Segundo, necesitamos un sistema de rendición de cuentas más robusto. No basta con hacer públicas las programaciones ya que, al final, todos sabemos que el papel lo aguanta todo. Debemos analizar y evaluar continuamente cómo se llevan a cabo las políticas y propuestas educativas, tanto a nivel micro como a nivel macro. Solo así podremos garantizar que no estamos cayendo en el mismo ciclo de decir una cosa y hacer otra.

Y finalmente, creo que debemos fomentar una cultura de transparencia y honestidad en el ámbito educativo. Reconocer nuestras propias limitaciones y errores no es un signo de debilidad, sino de integridad. Solo así podremos construir un sistema educativo verdaderamente eficaz y justo.

Las incoherencias educativas son más que simples contradicciones; son un síntoma de un problema más profundo. Si queremos avanzar y mejorar, necesitamos menos discursos grandilocuentes y más acciones coherentes. Menos decir A y hacer B, y más compromiso real con el cambio y la mejora. Arriesgándonos, claro está, a tener que reconocer que nos podemos equivocar. Algo que, lamentablemente, siempre acaba siendo algo que muchos no están dispuestos a hacer porque, por lo visto, su visión educativa es impoluta y todos sus postulados impecables. Postulados que no funcionan siempre por culpa de los demás, que no los entienden o no los aplican bien. ¿Os suena?
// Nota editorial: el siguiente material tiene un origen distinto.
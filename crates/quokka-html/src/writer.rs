//! Serializing events back to HTML.

use std::fmt::{self, Write};

use crate::catalog;
use crate::entities;
use crate::event::{Attribute, Location};
use crate::sink::EventSink;

/// Sink that prints the events it receives as HTML.
///
/// Text outside raw-text elements is escaped through the entity table, so
/// `<`, `&` and every other character with an entity name come out as
/// references. Attribute values are always double-quoted. A
/// `<meta http-equiv="Content-Type">` has its charset rewritten to the
/// output encoding.
///
/// Write failures are remembered and returned by [`HtmlWriter::finish`].
#[derive(Debug)]
pub struct HtmlWriter<W> {
    out: W,
    encoding: String,
    seen_root: bool,
    depth: usize,
    escape_text: bool,
    print_chars: bool,
    error: Option<fmt::Error>,
}

impl<W: Write> HtmlWriter<W> {
    /// Print into `out`, declaring `encoding` in content-type metas.
    pub fn new(out: W, encoding: impl Into<String>) -> Self {
        Self {
            out,
            encoding: encoding.into(),
            seen_root: false,
            depth: 0,
            escape_text: true,
            print_chars: true,
            error: None,
        }
    }

    /// The output so far.
    pub const fn get_ref(&self) -> &W {
        &self.out
    }

    /// Consume the writer, returning the output or the first write error.
    ///
    /// # Errors
    ///
    /// Returns the error of the first failed write.
    pub fn finish(self) -> Result<W, fmt::Error> {
        match self.error {
            Some(error) => Err(error),
            None => Ok(self.out),
        }
    }

    fn print(&mut self, s: &str) {
        if self.error.is_some() {
            return;
        }
        if let Err(error) = self.out.write_str(s) {
            self.error = Some(error);
        }
    }

    fn print_char(&mut self, c: char) {
        if self.error.is_some() {
            return;
        }
        if let Err(error) = self.out.write_char(c) {
            self.error = Some(error);
        }
    }

    fn print_entity(&mut self, name: &str) {
        self.print_char('&');
        self.print(name);
        self.print_char(';');
    }

    fn print_text(&mut self, text: &str, escape: bool) {
        if !escape {
            self.print(text);
            return;
        }
        for c in text.chars() {
            match entities::encode(c) {
                Some(name) if c != '\n' => self.print_entity(name),
                _ => self.print_char(c),
            }
        }
    }

    fn print_attribute_value(&mut self, value: &str) {
        for c in value.chars() {
            if c == '"' {
                self.print("&quot;");
            } else {
                self.print_char(c);
            }
        }
    }

    fn print_start_tag(&mut self, name: &str, attributes: &[Attribute]) {
        let charset_index = if name.eq_ignore_ascii_case("meta") {
            content_type_index(attributes)
        } else {
            None
        };
        self.print_char('<');
        self.print(name);
        for (index, attribute) in attributes.iter().enumerate() {
            self.print_char(' ');
            self.print(&attribute.name);
            self.print("=\"");
            if Some(index) == charset_index {
                let content = with_charset(&attribute.value, &self.encoding);
                self.print_attribute_value(&content);
            } else {
                self.print_attribute_value(&attribute.value);
            }
            self.print_char('"');
        }
        self.print_char('>');
    }
}

/// Index of the `content` attribute of a content-type meta.
fn content_type_index(attributes: &[Attribute]) -> Option<usize> {
    let mut http_equiv = None;
    let mut content = None;
    for (index, attribute) in attributes.iter().enumerate() {
        if attribute.name.eq_ignore_ascii_case("http-equiv") {
            http_equiv = Some(attribute.value.as_str());
        } else if attribute.name.eq_ignore_ascii_case("content") {
            content = Some(index);
        }
    }
    http_equiv
        .filter(|value| value.eq_ignore_ascii_case("content-type"))
        .and(content)
}

/// `content` with its charset parameter replaced by `encoding`.
fn with_charset(content: &str, encoding: &str) -> String {
    let mut content = content.to_lowercase();
    match content.find("charset=") {
        Some(index) => content.truncate(index + "charset=".len()),
        None => content.push_str(";charset="),
    }
    content.push_str(encoding);
    content
}

impl<W: Write> EventSink for HtmlWriter<W> {
    fn start_document(&mut self, _location: Option<Location>) {
        self.seen_root = false;
        self.depth = 0;
        self.escape_text = true;
        self.print_chars = true;
    }

    fn doctype(
        &mut self,
        root: Option<String>,
        public_id: Option<String>,
        system_id: Option<String>,
        _location: Option<Location>,
    ) {
        self.print("<!DOCTYPE");
        if let Some(root) = root {
            self.print_char(' ');
            self.print(&root);
        }
        match (public_id, system_id) {
            (Some(public_id), system_id) => {
                self.print(&format!(" PUBLIC \"{public_id}\""));
                if let Some(system_id) = system_id {
                    self.print(&format!(" \"{system_id}\""));
                }
            }
            (None, Some(system_id)) => self.print(&format!(" SYSTEM \"{system_id}\"")),
            (None, None) => {}
        }
        self.print(">\n");
    }

    fn start_element(&mut self, name: String, attributes: Vec<Attribute>, _location: Option<Location>) {
        self.seen_root = true;
        self.depth += 1;
        self.escape_text = !catalog::lookup(&name).is_special();
        self.print_start_tag(&name, &attributes);
    }

    fn empty_element(&mut self, name: String, attributes: Vec<Attribute>, _location: Option<Location>) {
        self.seen_root = true;
        self.print_start_tag(&name, &attributes);
    }

    fn end_element(&mut self, name: String, _location: Option<Location>) {
        self.depth = self.depth.saturating_sub(1);
        self.escape_text = true;
        self.print("</");
        self.print(&name);
        self.print_char('>');
    }

    fn characters(&mut self, text: String, _location: Option<Location>) {
        if self.print_chars {
            self.print_text(&text, self.escape_text);
        }
    }

    fn comment(&mut self, text: String, _location: Option<Location>) {
        if self.seen_root && self.depth == 0 {
            self.print_char('\n');
        }
        self.print("<!--");
        self.print(&text);
        self.print("-->");
        if !self.seen_root {
            self.print_char('\n');
        }
    }

    fn processing_instruction(&mut self, target: String, data: String, _location: Option<Location>) {
        self.print("<?");
        self.print(&target);
        if !data.is_empty() {
            self.print_char(' ');
            self.print(&data);
        }
        self.print_char('>');
    }

    fn start_entity(&mut self, name: String, _location: Option<Location>) {
        self.print_chars = false;
        let named = numeric_reference(&name)
            .and_then(entities::encode)
            .map_or(name, str::to_string);
        self.print_entity(&named);
    }

    fn end_entity(&mut self, _name: String, _location: Option<Location>) {
        self.print_chars = true;
    }
}

/// The character a `#65` or `#x41` entity name stands for.
fn numeric_reference(name: &str) -> Option<char> {
    let digits = name.strip_prefix('#')?;
    let value = match digits.strip_prefix(['x', 'X']) {
        Some(hex) => u32::from_str_radix(hex, 16).ok()?,
        None => digits.parse().ok()?,
    };
    char::from_u32(value)
}

#[cfg(test)]
mod tests {
    use super::*;

    #[test]
    fn test_content_type_charset_is_rewritten() {
        assert_eq!(
            with_charset("text/html; charset=ISO-8859-1", "UTF-8"),
            "text/html; charset=UTF-8"
        );
        assert_eq!(with_charset("text/html", "UTF-8"), "text/html;charset=UTF-8");
    }

    #[test]
    fn test_numeric_reference() {
        assert_eq!(numeric_reference("#65"), Some('A'));
        assert_eq!(numeric_reference("#xE9"), Some('é'));
        assert_eq!(numeric_reference("amp"), None);
        assert_eq!(numeric_reference("#zz"), None);
    }

    #[test]
    fn test_text_and_attributes_are_escaped() {
        let mut writer = HtmlWriter::new(String::new(), "UTF-8");
        writer.start_element(
            "a".to_string(),
            vec![Attribute::new("title", "say \"hi\"")],
            None,
        );
        writer.characters("1 < 2 & caf\u{e9}".to_string(), None);
        writer.end_element("a".to_string(), None);
        assert_eq!(
            writer.finish().unwrap(),
            "<a title=\"say &quot;hi&quot;\">1 &lt; 2 &amp; caf&eacute;</a>"
        );
    }

    #[test]
    fn test_raw_text_is_not_escaped() {
        let mut writer = HtmlWriter::new(String::new(), "UTF-8");
        writer.start_element("style".to_string(), Vec::new(), None);
        writer.characters("a > b".to_string(), None);
        writer.end_element("style".to_string(), None);
        assert_eq!(writer.finish().unwrap(), "<style>a > b</style>");
    }
}
//! Integration tests for the scan-and-balance pipeline.

use std::cell::RefCell;
use std::io::{self, Read};
use std::rc::Rc;

use quokka_html::{
    Error, EventCollector, HtmlParser, HtmlWriter, IgnoredTags, InputSource, ParserConfig,
    ScanEvent,
};

/// Helper to run `parser` over `html` and print the result.
fn print(parser: &HtmlParser, html: &str) -> String {
    let mut writer = HtmlWriter::new(String::new(), "UTF-8");
    parser.parse_str(html, &mut writer).unwrap();
    writer.finish().unwrap()
}

/// Reader that fails on first use.
struct BrokenReader;

impl Read for BrokenReader {
    fn read(&mut self, _buf: &mut [u8]) -> io::Result<usize> {
        Err(io::Error::other("disk on fire"))
    }
}

#[test]
fn test_parse_bytes_uses_default_encoding() {
    let mut writer = HtmlWriter::new(String::new(), "UTF-8");
    HtmlParser::default().parse_bytes(b"<p>caf\xE9", &mut writer).unwrap();
    assert_eq!(
        writer.finish().unwrap(),
        "<html><head></head><body><p>caf&eacute;</p></body></html>"
    );
}

#[test]
fn test_unbalanced_parsing() {
    let config = ParserConfig {
        balance_tags: false,
        ..ParserConfig::default()
    };
    assert_eq!(print(&HtmlParser::new(config), "<b>x</i>"), "<b>x</i>");
}

#[test]
fn test_fragment_parsing_always_balances() {
    let config = ParserConfig {
        balance_tags: false,
        ..ParserConfig::default()
    };
    let mut writer = HtmlWriter::new(String::new(), "UTF-8");
    HtmlParser::new(config)
        .parse_fragment(InputSource::from_text("<td>a<td>b"), &["table", "tbody", "tr"], &mut writer)
        .unwrap();
    assert_eq!(writer.finish().unwrap(), "<td>a</td><td>b</td>");
}

#[test]
fn test_config_from_json() {
    let mut config: ParserConfig =
        serde_json::from_str(r#"{"scanner": {"names_elems": "upper"}}"#).unwrap();
    assert!(config.balance_tags);
    config.sync_shared();
    assert_eq!(
        print(&HtmlParser::new(config), "<p>x"),
        "<HTML><HEAD></HEAD><BODY><P>x</P></BODY></HTML>"
    );
}

#[test]
fn test_synthesized_locations() {
    let parser = HtmlParser::new(ParserConfig::default().with_augmentations(true));
    let events: Vec<_> = parser
        .events(InputSource::from_text("x"))
        .unwrap()
        .collect::<Result<_, _>>()
        .unwrap();

    let html = events
        .iter()
        .find(|event| event.element_name() == Some("html"))
        .and_then(ScanEvent::location)
        .unwrap();
    assert!(html.synthesized);

    let text = events
        .iter()
        .find(|event| matches!(event, ScanEvent::Characters { .. }))
        .and_then(ScanEvent::location)
        .unwrap();
    assert!(!text.synthesized);
    assert_eq!((text.begin_offset, text.end_offset), (0, 1));
}

#[test]
fn test_listener_is_shared_across_parses() {
    let listener = Rc::new(RefCell::new(IgnoredTags::new()));
    let parser = HtmlParser::default().with_listener(listener.clone());
    let mut collector = EventCollector::new();
    parser.parse_str("</x>", &mut collector).unwrap();
    parser.parse_str("<html><html>", &mut collector).unwrap();
    assert_eq!(listener.borrow().rendered(), ["</x>", "<html>"]);
}

#[test]
fn test_unsupported_encoding_fails() {
    let source = InputSource::from_bytes(b"<p>".to_vec()).with_encoding("no-such-charset");
    let result = HtmlParser::default().parse(source, &mut EventCollector::new());
    assert!(matches!(result, Err(Error::UnsupportedEncoding(_))));
}

#[test]
fn test_read_errors_fail_the_parse() {
    let result = HtmlParser::default().parse(
        InputSource::from_reader(BrokenReader),
        &mut EventCollector::new(),
    );
    assert!(matches!(result, Err(Error::Io(_))));
}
Con las redes sociales, tenemos un arsenal de piedras «digitales» para tirárselas a aquellos que no piensen como nosotros pero, por desgracia, siempre nos acaban faltando espejos donde reflejarnos.

No me gustaría acabar el artículo de hoy sin insistir, como hago siempre y a diferencia de otros en lo de siempre: los ejemplos son solo ejemplos puntuales de ciertas cosas. En este caso concreto, al igual que en otros muchos, nada tienen que ver las incoherencias que pueda tener uno, publicadas en medios o en redes, con su profesionalidad o saber hacer porque, lo de convertir reflexiones generales como las que hago hoy, usando un ejemplo concreto, en un ad hominem para atacar a quien no piensa como uno es muy triste.